Should be fixed with xorg-x11-server-1.11.1-2.fc17, please re-open if you still see this issue.
xorg-x11-server-Xorg-1.11.2-1.fc16.x86_64 Well still happens: (gdb) bt #0 __memcpy_ssse3 () at ../sysdeps/x86_64/multiarch/memcpy-ssse3.S:296 #1 0x00000000005575da in mieqEnqueue (pDev=0x3910110, e=0x19ab9b0) at /usr/include/bits/string3.h:52 #2 0x0000000000446d83 in queueEventList (device=0x3910110, events=0x19ab9b0, nevents=<optimized out>) at getevents.c:933 #3 0x0000000000494972 in xf86PostKeyboardEvent (device=0x3910110, key_code=22, is_down=0) at xf86Xinput.c:1268 #4 0x00007fe7e7bda060 in EvdevPostQueuedEvents (v=0x7fff55853370, pInfo=0x390fd60, num_v=<optimized out>, first_v=<optimized out>) at evdev.c:769 #5 EvdevProcessSyncEvent (ev=<optimized out>, pInfo=0x390fd60) at evdev.c:811 #6 EvdevProcessEvent (ev=<optimized out>, pInfo=0x390fd60) at evdev.c:843 #7 EvdevReadInput (pInfo=0x390fd60) at evdev.c:891 #8 0x000000000047f2d8 in xf86SigioReadInput (fd=<optimized out>, closure=0x390fd60) at xf86Events.c:298 #9 0x00000000004a4b1b in xf86SIGIO (sig=<optimized out>) at ../shared/sigio.c:109 #10 <signal handler called> #11 0x00007fe7eb40a560 in __sigprocmask (how=2, set=0x7de300, oset=0x0) at ../sysdeps/unix/sysv/linux/ia64/sigprocmask.c:43 #12 0x0000000000429210 in CloseDeviceList (listHead=0x7e58e8) at devices.c:968 #13 0x0000000000429782 in CloseDownDevices () at devices.c:996 #14 0x0000000000422e54 in main (argc=<optimized out>, argv=0x7fff55853bf8, envp=<optimized out>) at main.c:319 Section "ServerFlags" Option "DontVTSwitch" "false" Option "DontZap" "false" Option "AllowMouseOpenFail" "true" Option "NoTrapSignals" "true" EndSection
Did you test the rawhide server? that's where this fix went in
xorg-x11-server-1.11.2-2.fc16 has been submitted as an update for Fedora 16. https://admin.fedoraproject.org/updates/xorg-x11-server-1.11.2-2.fc16
I'll test new version - but it seems like Xorg packages have problem with package versions - you should never release package with higher version which is in fact older then some other already release package.
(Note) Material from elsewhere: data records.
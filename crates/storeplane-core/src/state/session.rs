//! Dashboard session - the registry and in-flight flags in one container.

use std::sync::Arc;

use tokio::sync::watch;

use super::registry::StoreRegistry;
use super::store::Store;

/// Everything a view needs to render the dashboard.
#[derive(Debug, Clone, Default)]
pub struct DashboardState {
    registry: StoreRegistry,
    refreshes_in_flight: usize,
    creating: bool,
    issued_seq: u64,
}

impl DashboardState {
    pub fn registry(&self) -> &StoreRegistry {
        &self.registry
    }

    pub fn stores(&self) -> &[Store] {
        self.registry.stores()
    }

    /// True while at least one list request is in flight
    pub fn is_loading(&self) -> bool {
        self.refreshes_in_flight > 0
    }

    /// True while a create request is in flight
    pub fn is_creating(&self) -> bool {
        self.creating
    }

    pub fn refreshes_in_flight(&self) -> usize {
        self.refreshes_in_flight
    }

    /// Sequence number handed to the most recently started refresh
    pub fn issued_seq(&self) -> u64 {
        self.issued_seq
    }

    fn end_refresh(&mut self) {
        self.refreshes_in_flight = self.refreshes_in_flight.saturating_sub(1);
    }
}

/// Shared handle to the dashboard state.
///
/// Owned by the dashboard root and cloned into the reconciler and views.
/// Mutations happen in short closures and never span an await; views
/// call [`Session::subscribe`] to be woken on every change.
#[derive(Debug, Clone)]
pub struct Session {
    tx: Arc<watch::Sender<DashboardState>>,
}

impl Default for Session {
    fn default() -> Self {
        Self::new()
    }
}

impl Session {
    pub fn new() -> Self {
        let (tx, _rx) = watch::channel(DashboardState::default());
        Self { tx: Arc::new(tx) }
    }

    /// Receiver that observes every state change
    pub fn subscribe(&self) -> watch::Receiver<DashboardState> {
        self.tx.subscribe()
    }

    /// Copy of the current state
    pub fn snapshot(&self) -> DashboardState {
        self.tx.borrow().clone()
    }

    /// Read the current state without cloning it
    pub fn read<R>(&self, f: impl FnOnce(&DashboardState) -> R) -> R {
        f(&self.tx.borrow())
    }

    /// Start a refresh: allocate its sequence number and raise `loading`.
    pub fn begin_refresh(&self) -> RefreshTicket {
        let mut seq = 0;
        self.tx.send_modify(|state| {
            state.issued_seq += 1;
            state.refreshes_in_flight += 1;
            seq = state.issued_seq;
        });
        RefreshTicket {
            session: self.clone(),
            seq,
            open: true,
        }
    }

    /// Raise `creating` unless a create is already in flight.
    pub fn try_begin_create(&self) -> Option<CreateGuard> {
        let acquired = self.tx.send_if_modified(|state| {
            if state.creating {
                false
            } else {
                state.creating = true;
                true
            }
        });
        acquired.then(|| CreateGuard {
            session: self.clone(),
        })
    }
}

/// An in-flight refresh. Dropping it without applying clears its share of
/// `loading` and leaves the registry alone.
#[derive(Debug)]
pub struct RefreshTicket {
    session: Session,
    seq: u64,
    open: bool,
}

impl RefreshTicket {
    pub fn seq(&self) -> u64 {
        self.seq
    }

    /// Finish the refresh with a fresh snapshot.
    ///
    /// Returns false if a newer refresh was applied first; the snapshot is
    /// then discarded.
    pub fn apply(mut self, stores: Vec<Store>) -> bool {
        self.open = false;
        let seq = self.seq;
        let mut applied = false;
        self.session.tx.send_modify(|state| {
            state.end_refresh();
            applied = state.registry.replace(seq, stores);
        });
        applied
    }

    /// Finish the refresh without touching the registry
    pub fn release(mut self) {
        self.open = false;
        self.session.tx.send_modify(DashboardState::end_refresh);
    }
}

impl Drop for RefreshTicket {
    fn drop(&mut self) {
        if self.open {
            self.session.tx.send_modify(DashboardState::end_refresh);
        }
    }
}

/// Holds `creating` high until dropped.
#[derive(Debug)]
pub struct CreateGuard {
    session: Session,
}

impl Drop for CreateGuard {
    fn drop(&mut self) {
        self.session.tx.send_modify(|state| state.creating = false);
    }
}

#[cfg(test)]
mod tests {
    use super::*;

    fn store(id: &str) -> Store {
        Store {
            store_id: id.to_string(),
            ..Store::default()
        }
    }

    #[test]
    fn loading_tracks_open_tickets() {
        let session = Session::new();
        assert!(!session.snapshot().is_loading());

        let first = session.begin_refresh();
        let second = session.begin_refresh();
        assert_eq!((first.seq(), second.seq()), (1, 2));
        assert!(session.snapshot().is_loading());

        first.release();
        assert!(session.snapshot().is_loading());

        drop(second);
        assert!(!session.snapshot().is_loading());
        assert!(session.snapshot().stores().is_empty());
    }

    #[test]
    fn late_ticket_is_discarded() {
        let session = Session::new();
        let older = session.begin_refresh();
        let newer = session.begin_refresh();

        assert!(newer.apply(vec![store("fresh")]));
        assert!(!older.apply(vec![store("stale")]));

        let state = session.snapshot();
        assert_eq!(state.stores(), &[store("fresh")]);
        assert!(!state.is_loading());
    }

    #[test]
    fn create_guard_is_exclusive() {
        let session = Session::new();
        let guard = session.try_begin_create().expect("first create");
        assert!(session.snapshot().is_creating());
        assert!(session.try_begin_create().is_none());

        drop(guard);
        assert!(!session.snapshot().is_creating());
        assert!(session.try_begin_create().is_some());
    }

    #[test]
    fn subscribers_see_changes() {
        let session = Session::new();
        let mut rx = session.subscribe();
        assert!(!rx.has_changed().unwrap());

        session.begin_refresh().apply(vec![store("a")]);
        assert!(rx.has_changed().unwrap());
        assert_eq!(rx.borrow_and_update().registry().len(), 1);
    }
}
Using update-testing repo for f16 with rawhide is pretty mandatory thing, since many developers are only updating/fixing bugs for f16 and completely ignoring/forgeting about releasing same fixes for rawhide thus you must avoid releasing package for f16 with higher package version.
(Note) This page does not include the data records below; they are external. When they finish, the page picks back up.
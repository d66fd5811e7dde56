//! Error types for the dashboard client.

use thiserror::Error;

/// Failure talking to the provisioning backend.
#[derive(Debug, Error)]
pub enum FetchError {
    /// Request could not be built or sent, or the body could not be read
    #[error("HTTP request failed: {0}")]
    Request(#[from] reqwest::Error),

    /// Backend answered with a non-success status
    #[error("HTTP error: {0}")]
    HttpStatus(reqwest::StatusCode),

    /// Response body was not the expected JSON shape
    #[error("Failed to parse response body: {0}")]
    Parse(#[from] serde_json::Error),

    /// Configured base address is not a usable URL
    #[error("Invalid API base address: {0}")]
    InvalidBaseUrl(String),
}

impl FetchError {
    /// Whether the backend received the request and answered it.
    ///
    /// A create or delete that came back with an error status was still
    /// seen by the backend, so the follow-up refresh is worth issuing.
    /// Transport failures never reached it. A body that broke off after
    /// the status line still means the backend answered.
    pub fn is_acknowledged(&self) -> bool {
        match self {
            FetchError::HttpStatus(_) | FetchError::Parse(_) => true,
            FetchError::Request(e) => e.status().is_some() || e.is_body() || e.is_decode(),
            FetchError::InvalidBaseUrl(_) => false,
        }
    }
}

/// Errors raised while validating a dashboard configuration.
#[derive(Debug, Error)]
pub enum ConfigError {
    #[error("api_base is not a valid http(s) URL: {0}")]
    ApiBase(String),

    #[error("api_base must not carry a query or fragment: {0}")]
    ApiBaseQuery(String),

    #[error("post_create.poll_interval_secs must be > 0")]
    PollInterval,

    #[error("post_create.poll_max_attempts must be > 0")]
    PollAttempts,
}

#[cfg(test)]
mod tests {
    use super::*;

    #[test]
    fn status_errors_count_as_acknowledged() {
        let err = FetchError::HttpStatus(reqwest::StatusCode::INTERNAL_SERVER_ERROR);
        assert!(err.is_acknowledged());
        assert_eq!(err.to_string(), "HTTP error: 500 Internal Server Error");
    }

    #[test]
    fn bad_base_url_is_not_acknowledged() {
        let err = FetchError::InvalidBaseUrl("nope".to_string());
        assert!(!err.is_acknowledged());
    }

    #[test]
    fn parse_errors_count_as_acknowledged() {
        let err: FetchError = serde_json::from_str::<serde_json::Value>("{")
            .unwrap_err()
            .into();
        assert!(err.is_acknowledged());
    }
}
Package xorg-x11-server-1.11.2-2.fc16: * should fix your issue, * was pushed to the Fedora 16 testing repository, * should be available at your local mirror within two days. Update it with: # su -c 'yum update --enablerepo=updates-testing xorg-x11-server-1.11.2-2.fc16' as soon as you are able to. Please go to the following url: https://admin.fedoraproject.org/updates/FEDORA-2011-15685 then log in and leave karma (feedback).
xorg-x11-server-1.11.2-3.fc16 has been submitted as an update for Fedora 16. https://admin.fedoraproject.org/updates/xorg-x11-server-1.11.2-3.fc16
xorg-x11-server-1.11.2-3.fc16 has been pushed to the Fedora 16 stable repository. If problems still persist, please make note of it in this bug report.
I've opened new bug 753703 which is most probably related to the fix for this BZ.